Consternation over retail sales has store managers not only complaining that the Grinch has arrived instead of Santa, but anticipating that the holidays will turn out more blue than green. Looking at government retail sales figures for much of this year, however, things appear somewhat more prosperous. In fact, Commerce Department numbers show a rise, albeit a small one, for much of 1990. That would appear to belie the notion that a recession is under way. The numbers are complicated, though, by a wild card in the government's system: The totals include car and truck sales. Relatively strong vehicle sales have kept the government numbers from descending steeply, even while department stores are being pinched. Get ready for more agonizing as another Commerce report comes out Thursday.

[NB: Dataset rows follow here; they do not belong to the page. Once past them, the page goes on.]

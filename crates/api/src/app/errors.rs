//! Consistent error responses.
//!
//! Every payload, success or failure, travels in the `{status, body}`
//! envelope with the HTTP status mirrored in `status`. Failures put a stable
//! machine-checkable `error` code plus a human-readable message in `body`;
//! internal storage error text never reaches a client (it is logged at the
//! storage layer instead).

use axum::Json;
use axum::http::StatusCode;
use axum::response::{IntoResponse, Response};
use serde_json::json;

use tribunal_auth::TokenError;
use tribunal_core::DomainError;

/// Wrap `body` in the response envelope.
pub fn respond(status: StatusCode, body: serde_json::Value) -> Response {
    (
        status,
        Json(json!({
            "status": status.as_u16(),
            "body": body,
        })),
    )
        .into_response()
}

pub fn json_error(status: StatusCode, code: &'static str, message: impl Into<String>) -> Response {
    respond(
        status,
        json!({
            "error": code,
            "message": message.into(),
        }),
    )
}

pub fn domain_error_response(err: DomainError) -> Response {
    let message = err.to_string();
    match err {
        DomainError::Validation(_) => json_error(StatusCode::BAD_REQUEST, "validation_error", message),
        DomainError::Unauthenticated => {
            json_error(StatusCode::UNAUTHORIZED, "unauthenticated", message)
        }
        DomainError::Forbidden => json_error(
            StatusCode::FORBIDDEN,
            "forbidden",
            "access denied - you are not the owner of the organisation",
        ),
        DomainError::NotFound(_) => json_error(StatusCode::NOT_FOUND, "not_found", message),
        DomainError::QuotaExceeded(_) => {
            json_error(StatusCode::BAD_REQUEST, "quota_exceeded", message)
        }
        DomainError::DuplicateOpenCase => json_error(
            StatusCode::BAD_REQUEST,
            "duplicate_open_case",
            "appeal creation failed - you already have an open appeal for this form",
        ),
        DomainError::Conflict(_) => json_error(StatusCode::CONFLICT, "conflict", message),
        DomainError::Unavailable => json_error(
            StatusCode::INTERNAL_SERVER_ERROR,
            "unavailable",
            "service temporarily unavailable - please retry",
        ),
    }
}

pub fn token_error_response(err: TokenError) -> Response {
    match err {
        TokenError::InvalidSignature => json_error(
            StatusCode::UNAUTHORIZED,
            "invalid_signature",
            "invalid signature for provided token",
        ),
        TokenError::Expired => json_error(
            StatusCode::UNAUTHORIZED,
            "expired_token",
            "expired token - please log in again",
        ),
        TokenError::NotYetValid => json_error(
            StatusCode::UNAUTHORIZED,
            "token_not_yet_valid",
            "token not yet valid",
        ),
        TokenError::Malformed => json_error(
            StatusCode::BAD_REQUEST,
            "malformed_token",
            "error whilst processing token",
        ),
        TokenError::Signing => json_error(
            StatusCode::INTERNAL_SERVER_ERROR,
            "token_signing",
            "could not issue a token",
        ),
    }
}

pub fn missing_token_response() -> Response {
    json_error(
        StatusCode::UNAUTHORIZED,
        "unauthenticated",
        "access denied - token not found",
    )
}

WATCH FOR: A small hop forward in total retail sales during November, to around $155 billion. Don't be surprised if analysts again dismiss that gain as signifying a glass that is half empty, instead of half full.

AFTERTHOUGHT: Certainly, consumers have pruned spending sprees, as confidence in the economy wanes. Overall sales aren't keeping up with the inflation rate. But overbuilding of shopping malls adds to the anxiety that permeates retail sales reports. A parallel dilemma, also reflected in the reaction to the Commerce reports, is overcapacity in the auto industry. Because of Japanese "transplants," analysts believe American car factories are operating at only 60 to 70 percent of capacity.

PROSPECT: "Auto sales have been holding in a range of 6.5 million to 7 million since the autumn, while the auto firms are slashing output to 5.5 million units," says David Hale, economist at Kemper Financial Services Inc. of Chicago. His conclusion: "If consumer demand for autos does not falter, there will be a large production rebound during the first quarter."

NEXT UP: Recession talk won't go away. Expect banks to cut their prime lending rate below 10 percent in coming days. On Friday, the Federal Reserve, eyeing a severe downturn in the nation's job market, allowed the key federal funds rate, which it controls, to decline a quarter-point, to 7.25 percent. Many analysts expect the Fed also to reduce its discount rate, which is at 7 percent.

UPBEAT VIEW: James Howell, former economist for Bank of Boston and president of the Howell Group, told a symposium last week that deep pessimism isn't justified. "Economic forecasts have turned a mild slowdown into a major recession," Howell says. "Economists have been far too negative and have given us a legacy in which we feel bad about the economy." He looks for a short slowdown, provided there is no Mideast war.

EVENTS: The National Association of Purchasing Management tomorrow releases its semiannual forecast. On Thursday, Detroit's automakers report early December car and truck sales.

MORE EVENTS: The Labor Department Friday reports the producer price index, or wholesale prices, for November. Also Friday, the Federal Reserve reports industrial production for November, and Commerce reports business inventories for October.

MARKETS: The Dow Jones industrial average gained 30.45 points last week, closing at 2590.10.